### [Exercise]
Should a line below contain the word "parse", report it.

### [Extracted data]
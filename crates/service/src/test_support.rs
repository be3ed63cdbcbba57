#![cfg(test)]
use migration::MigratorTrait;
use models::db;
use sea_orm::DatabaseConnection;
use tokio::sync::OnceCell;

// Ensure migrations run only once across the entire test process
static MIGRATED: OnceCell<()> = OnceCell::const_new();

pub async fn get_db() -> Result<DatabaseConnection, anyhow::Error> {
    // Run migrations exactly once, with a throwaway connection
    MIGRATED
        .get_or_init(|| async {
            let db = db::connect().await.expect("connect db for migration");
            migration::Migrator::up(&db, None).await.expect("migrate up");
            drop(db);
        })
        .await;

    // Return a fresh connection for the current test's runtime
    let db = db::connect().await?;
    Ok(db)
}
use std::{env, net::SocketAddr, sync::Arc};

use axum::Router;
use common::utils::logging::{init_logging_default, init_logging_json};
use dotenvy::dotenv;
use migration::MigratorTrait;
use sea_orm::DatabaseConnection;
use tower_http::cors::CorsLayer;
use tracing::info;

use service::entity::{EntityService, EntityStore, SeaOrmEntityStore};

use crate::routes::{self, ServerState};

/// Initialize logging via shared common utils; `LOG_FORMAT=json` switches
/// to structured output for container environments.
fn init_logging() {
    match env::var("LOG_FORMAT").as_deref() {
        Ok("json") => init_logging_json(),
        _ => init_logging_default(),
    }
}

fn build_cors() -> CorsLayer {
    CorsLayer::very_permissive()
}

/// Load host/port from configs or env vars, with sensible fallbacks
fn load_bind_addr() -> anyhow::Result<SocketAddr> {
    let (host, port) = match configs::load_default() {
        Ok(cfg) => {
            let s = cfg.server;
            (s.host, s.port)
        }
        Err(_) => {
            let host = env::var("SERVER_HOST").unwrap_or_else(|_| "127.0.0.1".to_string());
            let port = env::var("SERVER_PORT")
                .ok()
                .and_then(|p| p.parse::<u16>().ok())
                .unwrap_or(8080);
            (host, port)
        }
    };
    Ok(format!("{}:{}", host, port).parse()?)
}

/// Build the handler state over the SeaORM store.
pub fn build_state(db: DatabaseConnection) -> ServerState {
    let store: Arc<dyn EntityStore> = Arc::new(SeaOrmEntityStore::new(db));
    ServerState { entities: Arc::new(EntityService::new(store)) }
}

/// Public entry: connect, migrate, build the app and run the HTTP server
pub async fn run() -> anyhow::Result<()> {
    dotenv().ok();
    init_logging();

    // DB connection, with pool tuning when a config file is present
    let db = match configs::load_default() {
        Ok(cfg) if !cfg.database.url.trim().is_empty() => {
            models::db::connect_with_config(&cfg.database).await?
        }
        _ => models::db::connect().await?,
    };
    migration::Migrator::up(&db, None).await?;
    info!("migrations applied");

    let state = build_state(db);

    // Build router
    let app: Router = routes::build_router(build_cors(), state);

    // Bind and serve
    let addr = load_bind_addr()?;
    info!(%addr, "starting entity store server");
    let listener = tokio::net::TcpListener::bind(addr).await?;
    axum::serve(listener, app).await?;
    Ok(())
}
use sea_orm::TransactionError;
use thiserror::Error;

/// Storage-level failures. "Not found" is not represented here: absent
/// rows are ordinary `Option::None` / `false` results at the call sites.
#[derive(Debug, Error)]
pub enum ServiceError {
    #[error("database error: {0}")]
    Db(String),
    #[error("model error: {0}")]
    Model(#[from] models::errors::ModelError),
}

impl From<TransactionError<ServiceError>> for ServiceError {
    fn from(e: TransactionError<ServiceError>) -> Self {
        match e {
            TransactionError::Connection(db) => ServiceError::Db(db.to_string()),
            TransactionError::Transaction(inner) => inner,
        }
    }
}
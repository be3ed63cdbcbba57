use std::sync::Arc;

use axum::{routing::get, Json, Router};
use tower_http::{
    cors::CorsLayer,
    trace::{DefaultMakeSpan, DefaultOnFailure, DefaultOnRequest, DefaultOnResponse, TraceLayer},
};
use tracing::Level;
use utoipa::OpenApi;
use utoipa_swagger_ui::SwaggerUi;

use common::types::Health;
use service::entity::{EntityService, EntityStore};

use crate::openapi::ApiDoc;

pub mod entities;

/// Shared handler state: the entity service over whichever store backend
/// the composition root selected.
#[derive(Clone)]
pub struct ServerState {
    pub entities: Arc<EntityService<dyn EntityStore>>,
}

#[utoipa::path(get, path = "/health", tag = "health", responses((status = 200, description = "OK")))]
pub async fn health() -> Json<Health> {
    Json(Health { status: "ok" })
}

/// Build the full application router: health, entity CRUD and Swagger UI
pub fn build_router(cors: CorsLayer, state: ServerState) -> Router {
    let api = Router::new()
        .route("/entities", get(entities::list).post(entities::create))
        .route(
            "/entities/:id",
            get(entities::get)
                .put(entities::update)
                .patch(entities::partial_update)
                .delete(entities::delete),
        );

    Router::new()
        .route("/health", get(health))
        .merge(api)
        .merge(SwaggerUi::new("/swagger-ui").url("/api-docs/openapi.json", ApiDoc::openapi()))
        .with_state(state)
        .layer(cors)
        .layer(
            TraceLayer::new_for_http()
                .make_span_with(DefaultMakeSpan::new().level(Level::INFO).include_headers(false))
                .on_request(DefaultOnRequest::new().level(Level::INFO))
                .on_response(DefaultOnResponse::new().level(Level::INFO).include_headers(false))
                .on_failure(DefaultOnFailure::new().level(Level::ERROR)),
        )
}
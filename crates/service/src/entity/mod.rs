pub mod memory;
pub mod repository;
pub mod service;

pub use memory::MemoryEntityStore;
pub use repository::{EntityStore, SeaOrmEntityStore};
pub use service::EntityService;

### [Expected answer]
                .and_then(|p| p.parse::<u16>().ok())
    Ok(format!("{}:{}", host, port).parse()?)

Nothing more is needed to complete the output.